Go to the line containing "filename crates/common/src/peer/broadcast.rs" in the records below. Repeat it and the lines after it exactly, all the way to the end.

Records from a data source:
- - -

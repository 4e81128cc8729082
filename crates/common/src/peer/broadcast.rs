//! The broadcast topic: gossip envelope encoding and topic derivation.
//!
//! Messages are `"<kind>\n" ‖ payload`. Kind `update` carries a signed
//! update's JSON; `request_latest_update` has an empty payload and asks
//! whoever hears it to re-broadcast the newest update they hold.

use ed25519_dalek::VerifyingKey;
use iroh_gossip::proto::TopicId;

pub const KIND_UPDATE: &str = "update";
pub const KIND_REQUEST_LATEST_UPDATE: &str = "request_latest_update";

/// The vault's broadcast topic is derived from the master public key, so
/// every bound device lands on the same topic without coordination.
pub fn topic_id(master_pub: &VerifyingKey) -> TopicId {
    TopicId::from_bytes(master_pub.to_bytes())
}

/// Frame a broadcast message.
pub fn encode_envelope(kind: &str, payload: &[u8]) -> Vec<u8> {
    let mut out = Vec::with_capacity(kind.len() + 1 + payload.len());
    out.extend_from_slice(kind.as_bytes());
    out.push(b'\n');
    out.extend_from_slice(payload);
    out
}

/// Split a broadcast message into kind and payload. `None` for frames
/// without a newline or a non-UTF-8 kind.
pub fn parse_envelope(bytes: &[u8]) -> Option<(&str, &[u8])> {
    let pos = bytes.iter().position(|&b| b == b'\n')?;
    let kind = std::str::from_utf8(&bytes[..pos]).ok()?;
    Some((kind, &bytes[pos + 1..]))
}

#[cfg(test)]
mod tests {
    use super::*;

    #[test]
    fn envelope_roundtrip() {
        let framed = encode_envelope(KIND_UPDATE, b"{\"update\":\"...\"}");
        let (kind, payload) = parse_envelope(&framed).unwrap();
        assert_eq!(kind, KIND_UPDATE);
        assert_eq!(payload, b"{\"update\":\"...\"}");
    }

    #[test]
    fn empty_payload_envelope() {
        let framed = encode_envelope(KIND_REQUEST_LATEST_UPDATE, b"");
        let (kind, payload) = parse_envelope(&framed).unwrap();
        assert_eq!(kind, KIND_REQUEST_LATEST_UPDATE);
        assert!(payload.is_empty());
    }

    #[test]
    fn missing_newline_is_rejected() {
        assert!(parse_envelope(b"no-newline-here").is_none());
    }
}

- - -

## RESPONSE AREA
filename crates/common/src/peer/broadcast.rs
//! The broadcast topic: gossip envelope encoding and topic derivation.
//!
//! Messages are `"<kind>\n" ‖ payload`. Kind `update` carries a signed
//! update's JSON; `request_latest_update` has an empty payload and asks
//! whoever hears it to re-broadcast the newest update they hold.

use ed25519_dalek::VerifyingKey;
use iroh_gossip::proto::TopicId;

pub const KIND_UPDATE: &str = "update";
pub const KIND_REQUEST_LATEST_UPDATE: &str = "request_latest_update";

/// The vault's broadcast topic is derived from the master public key, so
/// every bound device lands on the same topic without coordination.
pub fn topic_id(master_pub: &VerifyingKey) -> TopicId {
    TopicId::from_bytes(master_pub.to_bytes())
}

/// Frame a broadcast message.
pub fn encode_envelope(kind: &str, payload: &[u8]) -> Vec<u8> {
    let mut out = Vec::with_capacity(kind.len() + 1 + payload.len());
    out.extend_from_slice(kind.as_bytes());
    out.push(b'\n');
    out.extend_from_slice(payload);
    out
}

/// Split a broadcast message into kind and payload. `None` for frames
/// without a newline or a non-UTF-8 kind.
pub fn parse_envelope(bytes: &[u8]) -> Option<(&str, &[u8])> {
    let pos = bytes.iter().position(|&b| b == b'\n')?;
    let kind = std::str::from_utf8(&bytes[..pos]).ok()?;
    Some((kind, &bytes[pos + 1..]))
}

#[cfg(test)]
mod tests {
    use super::*;

    #[test]
    fn envelope_roundtrip() {
        let framed = encode_envelope(KIND_UPDATE, b"{\"update\":\"...\"}");
        let (kind, payload) = parse_envelope(&framed).unwrap();
        assert_eq!(kind, KIND_UPDATE);
        assert_eq!(payload, b"{\"update\":\"...\"}");
    }

    #[test]
    fn empty_payload_envelope() {
        let framed = encode_envelope(KIND_REQUEST_LATEST_UPDATE, b"");
        let (kind, payload) = parse_envelope(&framed).unwrap();
        assert_eq!(kind, KIND_REQUEST_LATEST_UPDATE);
        assert!(payload.is_empty());
    }

    #[test]
    fn missing_newline_is_rejected() {
        assert!(parse_envelope(b"no-newline-here").is_none());
    }
}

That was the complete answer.